Fastai Course Chapter 3 Q&A on WSL2 | by David Littlefield


Table of Contents

An answer key for the questionnaire at the end of the chapter

Image by Joel Filipe

The 3rd chapter of the textbook provides an overview of ethical issues that exist in the field of artificial intelligence. It provides cautionary tales, unintended consequences, and ethical considerations. It also covers biases that cause ethical issues and some tools that can help address them.

We’ve spent many weeks writing the questionnaires. And the reason for that, is because we tried to think about what we wanted you to take away from each chapter. So if you read the questionnaire first, you can find out which things we think you should know before you move on, so please make sure to do the questionnaire before you move onto the next chapter.

— Jeremy Howard,

1. Does ethics provide a list of “right answers”?

Ethics doesn’t provide a list of “right answers” for solving moral problems. It does provide a set of principles that can help eliminate confusion, clarify an issue, and identify some clear choices. It can also help identify several of the “right answers” but each individual must still come to their own conclusion.

2. How can working with people of different backgrounds help when considering ethical questions?

Research findings suggest that the problem-solving skills of a diverse group outperform those of a group comprised of the most talented individuals. It helps add different perspectives from people with different experiences and identities that could have privileged access to insights and understandings that are relevant to the ethical issue. It can also help in forming policies and developing research and innovations that better cater to people’s needs.

3. What was the role of IBM in Nazi Germany? Why did the company participate as it did? Why did the workers participate?

IBM supplied the Nazis with data tabulation products that were used to track the extermination of Jews and other groups on a massive scale. It created a punch card system that categorized the way each person was killed, which group they were assigned to, and the logistical information used to track them through the vast Holocaust system. It also provided regular training and maintenance onsite at concentration camps such as printing off punch cards, configuring machines, and repairing machines.

The company’s President Thomas Watson has been accused of cooperating with the Nazis for the sake of profit. He received the special “Service to the Reich” medal in 1937. He also personally approved the release of the IBM alphabetizing machines to help organize the deportation of Polish Jews.

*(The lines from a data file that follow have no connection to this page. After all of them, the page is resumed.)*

use async_trait::async_trait;
use mongodb::{
    bson::{doc, oid::ObjectId, DateTime, Document},
    options::{FindOneOptions, IndexOptions},
    Collection, Database, IndexModel,
};
use tracing::{debug, info};

use super::model::{NewUser, User};

#[derive(Debug, thiserror::Error)]
pub enum StoreError {
    #[error("email already registered")]
    Duplicate,
    #[error(transparent)]
    Other(#[from] anyhow::Error),
}

/// Persistence seam for user accounts.
#[async_trait]
pub trait UserStore: Send + Sync {
    /// Lookup by normalized email, password hash excluded.
    async fn find_by_email(&self, email: &str) -> anyhow::Result<Option<User>>;
    /// Lookup by normalized email including the password hash.
    async fn find_credentials(&self, email: &str) -> anyhow::Result<Option<User>>;
    async fn find_by_id(&self, id: &ObjectId) -> anyhow::Result<Option<User>>;
    async fn insert(&self, user: NewUser) -> Result<User, StoreError>;
    async fn update_image(&self, id: &ObjectId, image: &str) -> anyhow::Result<()>;
}

pub struct MongoUserStore {
    users: Collection<User>,
}

impl MongoUserStore {
    pub fn new(db: &Database) -> Self {
        Self {
            users: db.collection::<User>("users"),
        }
    }

    pub async fn ensure_indexes(&self) -> anyhow::Result<()> {
        self.users
            .create_index(
                IndexModel::builder()
                    .keys(doc! { "email": 1 })
                    .options(IndexOptions::builder().unique(true).build())
                    .build(),
                None,
            )
            .await?;
        info!("users indexes ensured");
        Ok(())
    }

    fn without_password() -> FindOneOptions {
        FindOneOptions::builder()
            .projection(doc! { "password": 0 })
            .build()
    }

    async fn find_one(
        &self,
        filter: Document,
        options: Option<FindOneOptions>,
    ) -> anyhow::Result<Option<User>> {
        Ok(self.users.find_one(filter, options).await?)
    }
}

fn is_duplicate_key(err: &mongodb::error::Error) -> bool {
    // Server reports duplicate keys as E11000.
    err.to_string().contains("E11000")
}

#[async_trait]
impl UserStore for MongoUserStore {
    async fn find_by_email(&self, email: &str) -> anyhow::Result<Option<User>> {
        self.find_one(doc! { "email": email }, Some(Self::without_password()))
            .await
    }

    async fn find_credentials(&self, email: &str) -> anyhow::Result<Option<User>> {
        self.find_one(doc! { "email": email }, None).await
    }

    async fn find_by_id(&self, id: &ObjectId) -> anyhow::Result<Option<User>> {
        self.find_one(doc! { "_id": *id }, Some(Self::without_password()))
            .await
    }

    async fn insert(&self, user: NewUser) -> Result<User, StoreError> {
        let user = user.into_document();
        match self.users.insert_one(&user, None).await {
            Ok(_) => {
                debug!(user_id = %user.id, "user inserted");
                Ok(user.without_password())
            }
            Err(e) if is_duplicate_key(&e) => Err(StoreError::Duplicate),
            Err(e) => Err(StoreError::Other(e.into())),
        }
    }

    async fn update_image(&self, id: &ObjectId, image: &str) -> anyhow::Result<()> {
        self.users
            .update_one(
                doc! { "_id": *id },
                doc! { "$set": { "image": image, "updatedAt": DateTime::now() } },
                None,
            )
            .await?;
        Ok(())
    }
}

The workers were working-class men that were trying to live ordinary lives, care for their families, and do well at their jobs. It has been speculated that these project managers, engineers, technicians, and marketers were simply following orders. It has also been speculated that there was a mixture of motives such as the group dynamics of conformity, deference to authority, role adaptation, and the altering of moral norms to justify their actions.

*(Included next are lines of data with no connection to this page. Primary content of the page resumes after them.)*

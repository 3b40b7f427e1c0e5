use std::net::SocketAddr;

use axum::{routing::get, Router};
use tower_http::{cors::CorsLayer, trace::TraceLayer};

use crate::state::AppState;
use crate::{auth, pages};

pub fn build_app(state: AppState) -> Router {
    Router::new()
        .merge(auth::router())
        .merge(pages::router())
        .route("/health", get(|| async { "ok" }))
        .with_state(state)
        .layer(CorsLayer::permissive())
        .layer(
            TraceLayer::new_for_http()
                .make_span_with(|req: &axum::http::Request<_>| {
                    let method = req.method().clone();
                    let uri = req.uri().clone();
                    tracing::info_span!("http_request", %method, uri = %uri, status = tracing::field::Empty)
                })
                .on_response(
                    |res: &axum::http::Response<_>,
                     _latency: std::time::Duration,
                     span: &tracing::Span| {
                        let status = res.status();
                        span.record("status", tracing::field::display(status));
                        if status.is_server_error() {
                            tracing::error!(%status, "response");
                        } else {
                            tracing::info!(%status, "response");
                        }
                    },
                ),
        )
}

pub async fn serve(app: Router) -> anyhow::Result<()> {
    let addr: SocketAddr = format!(
        "{}:{}",
        std::env::var("APP_HOST").unwrap_or_else(|_| "0.0.0.0".into()),
        std::env::var("APP_PORT").unwrap_or_else(|_| "8080".into())
    )
    .parse()?;

    tracing::info!("listening on {}", addr);
    let listener = tokio::net::TcpListener::bind(addr).await?;
    axum::serve(listener, app).await?;
    Ok(())
}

4. What was the role of the first person jailed in the Volkswagen diesel scandal?

James Liang was an engineer at Volkswagen who was sentenced to 40 months in prison and ordered to pay a $200,000 fine for his role in the Volkswagen Diesel Scandal. He knowingly designed the software that detected when the vehicles were being tested and temporarily changed the engine performance accordingly to improve the results by up to 40 times.

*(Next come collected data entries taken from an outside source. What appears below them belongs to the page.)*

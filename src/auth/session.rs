use axum::extract::FromRef;
use axum_extra::extract::cookie::{Cookie, CookieJar, SameSite};
use jsonwebtoken::{decode, encode, DecodingKey, EncodingKey, Header, Validation};
use serde::{Deserialize, Serialize};
use time::{Duration, OffsetDateTime};
use tracing::debug;
use uuid::Uuid;

use crate::{config::SessionConfig, state::AppState, users::User};

/// Minimal claim set of a signed-in user. Only non-secret fields.
#[derive(Debug, Clone, Serialize, Deserialize, PartialEq)]
#[serde(rename_all = "camelCase")]
pub struct SessionUser {
    pub id: String,
    pub email: String,
    pub name: String,
    pub first_name: String,
    pub last_name: String,
    pub image: Option<String>,
}

impl From<&User> for SessionUser {
    fn from(user: &User) -> Self {
        Self {
            id: user.id.to_hex(),
            email: user.email.clone(),
            name: user.display_name(),
            first_name: user.first_name.clone(),
            last_name: user.last_name.clone(),
            image: user.image.clone(),
        }
    }
}

/// JWT payload of the session cookie.
#[derive(Debug, Clone, Serialize, Deserialize)]
#[serde(rename_all = "camelCase")]
pub struct SessionClaims {
    pub sub: String,
    pub email: String,
    pub name: String,
    pub first_name: String,
    pub last_name: String,
    pub image: Option<String>,
    pub iat: usize,
    pub exp: usize,
    pub iss: String,
    pub aud: String,
    pub jti: Uuid,
}

impl SessionClaims {
    pub fn user(&self) -> SessionUser {
        SessionUser {
            id: self.sub.clone(),
            email: self.email.clone(),
            name: self.name.clone(),
            first_name: self.first_name.clone(),
            last_name: self.last_name.clone(),
            image: self.image.clone(),
        }
    }
}

/// Body of `GET /api/auth/session`.
#[derive(Debug, Serialize, Deserialize)]
pub struct SessionResponse {
    pub user: SessionUser,
    #[serde(with = "time::serde::rfc3339")]
    pub expires: OffsetDateTime,
}

impl TryFrom<&SessionClaims> for SessionResponse {
    type Error = anyhow::Error;

    fn try_from(claims: &SessionClaims) -> Result<Self, Self::Error> {
        Ok(Self {
            user: claims.user(),
            expires: OffsetDateTime::from_unix_timestamp(claims.exp as i64)?,
        })
    }
}

/// Signing material plus cookie settings, derived from config.
#[derive(Clone)]
pub struct SessionKeys {
    pub encoding: EncodingKey,
    pub decoding: DecodingKey,
    pub issuer: String,
    pub audience: String,
    pub ttl: Duration,
    pub cookie_name: String,
    pub secure_cookies: bool,
}

impl From<&SessionConfig> for SessionKeys {
    fn from(cfg: &SessionConfig) -> Self {
        Self {
            encoding: EncodingKey::from_secret(cfg.secret.as_bytes()),
            decoding: DecodingKey::from_secret(cfg.secret.as_bytes()),
            issuer: cfg.issuer.clone(),
            audience: cfg.audience.clone(),
            ttl: Duration::minutes(cfg.ttl_minutes),
            cookie_name: cfg.cookie_name.clone(),
            secure_cookies: cfg.secure_cookies,
        }
    }
}

impl FromRef<AppState> for SessionKeys {
    fn from_ref(state: &AppState) -> Self {
        SessionKeys::from(&state.config.session)
    }
}

impl SessionKeys {
    pub fn sign(&self, user: &SessionUser) -> anyhow::Result<String> {
        let now = OffsetDateTime::now_utc();
        let exp = now + self.ttl;
        let claims = SessionClaims {
            sub: user.id.clone(),
            email: user.email.clone(),
            name: user.name.clone(),
            first_name: user.first_name.clone(),
            last_name: user.last_name.clone(),
            image: user.image.clone(),
            iat: now.unix_timestamp() as usize,
            exp: exp.unix_timestamp() as usize,
            iss: self.issuer.clone(),
            aud: self.audience.clone(),
            jti: Uuid::new_v4(),
        };
        let token = encode(&Header::default(), &claims, &self.encoding)?;
        debug!(user_id = %user.id, "session signed");
        Ok(token)
    }

    pub fn verify(&self, token: &str) -> anyhow::Result<SessionClaims> {
        let mut validation = Validation::default();
        validation.set_audience(std::slice::from_ref(&self.audience));
        validation.set_issuer(std::slice::from_ref(&self.issuer));
        let data = decode::<SessionClaims>(token, &self.decoding, &validation)?;
        debug!(user_id = %data.claims.sub, "session verified");
        Ok(data.claims)
    }

    fn cookie<'a>(&self, name: String, value: String, max_age: Duration) -> Cookie<'a> {
        Cookie::build((name, value))
            .path("/")
            .http_only(true)
            .same_site(SameSite::Lax)
            .secure(self.secure_cookies)
            .max_age(max_age)
            .build()
    }

    /// Signs a session for `user` and stores it in the session cookie.
    pub fn issue(&self, jar: CookieJar, user: &SessionUser) -> anyhow::Result<CookieJar> {
        let token = self.sign(user)?;
        Ok(jar.add(self.cookie(self.cookie_name.clone(), token, self.ttl)))
    }

    pub fn clear(&self, jar: CookieJar) -> CookieJar {
        jar.remove(Cookie::build(self.cookie_name.clone()).path("/"))
    }

    /// Short-lived cookie used during the OAuth round trip.
    pub fn transient_cookie<'a>(&self, name: &str, value: String) -> Cookie<'a> {
        self.cookie(name.to_string(), value, Duration::minutes(15))
    }
}

#[cfg(test)]
mod tests {
    use super::*;

    fn keys(issuer: &str, audience: &str) -> SessionKeys {
        SessionKeys::from(&SessionConfig {
            secret: "test-secret".into(),
            issuer: issuer.into(),
            audience: audience.into(),
            ttl_minutes: 5,
            cookie_name: "test.session".into(),
            secure_cookies: false,
        })
    }

    fn user() -> SessionUser {
        SessionUser {
            id: "6650f1c2a1b2c3d4e5f60718".into(),
            email: "jane@example.com".into(),
            name: "Jane Doe".into(),
            first_name: "Jane".into(),
            last_name: "Doe".into(),
            image: None,
        }
    }

    #[test]
    fn sign_and_verify_session() {
        let keys = keys("iss", "aud");
        let token = keys.sign(&user()).expect("sign");
        let claims = keys.verify(&token).expect("verify");
        assert_eq!(claims.user(), user());
        assert_eq!(claims.iss, "iss");
        assert_eq!(claims.aud, "aud");
        assert!(claims.exp > claims.iat);
    }

    #[test]
    fn verify_rejects_wrong_audience() {
        let token = keys("iss", "good-aud").sign(&user()).unwrap();
        assert!(keys("iss", "bad-aud").verify(&token).is_err());
    }

    #[test]
    fn verify_rejects_expired_token() {
        let keys = keys("iss", "aud");
        let now = OffsetDateTime::now_utc();
        let claims = SessionClaims {
            sub: "x".into(),
            email: "x@example.com".into(),
            name: "X".into(),
            first_name: "X".into(),
            last_name: String::new(),
            image: None,
            iat: (now - Duration::hours(2)).unix_timestamp() as usize,
            exp: (now - Duration::hours(1)).unix_timestamp() as usize,
            iss: "iss".into(),
            aud: "aud".into(),
            jti: Uuid::new_v4(),
        };
        let token = encode(&Header::default(), &claims, &keys.encoding).unwrap();
        assert!(keys.verify(&token).is_err());
    }

    #[test]
    fn claims_carry_no_secret_fields() {
        let token = keys("iss", "aud").sign(&user()).unwrap();
        let claims = keys("iss", "aud").verify(&token).unwrap();
        let json = serde_json::to_value(&claims).unwrap();
        let obj = json.as_object().unwrap();
        assert!(!obj.contains_key("password"));
        assert!(obj.contains_key("firstName"));
        assert!(obj.contains_key("lastName"));
    }

    #[test]
    fn issued_cookie_is_http_only() {
        let keys = keys("iss", "aud");
        let jar = keys.issue(CookieJar::new(), &user()).unwrap();
        let cookie = jar.get("test.session").expect("cookie set");
        assert_eq!(cookie.http_only(), Some(true));
        assert_eq!(cookie.same_site(), Some(SameSite::Lax));
        assert!(keys.verify(cookie.value()).is_ok());
    }
}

5. What was the problem with a database of suspected gang members maintained by California law enforcement officials?

In 2016, a state audit revealed that the CalGang database contained many errors that diminished its crime-fighting value. It found flaws in the system such as little oversite, lack of transparency, policy violations, and trouble justifying why some people were added to the system. It also had no process in place to correct mistakes or remove people after they have been added.

6. Why did YouTube’s recommendation algorithm recommend videos of partially clothed children to pedophiles, even though no employee at Google had programmed this feature?

YouTube’s recommendation system is designed to increase the amount of time people spend on YouTube. It creates feedback loops that curate video recommendations for people based on their watch history and what similar people have watched to keep them watching. It also continues to optimize that metric which produces very popular playlists without discrimination.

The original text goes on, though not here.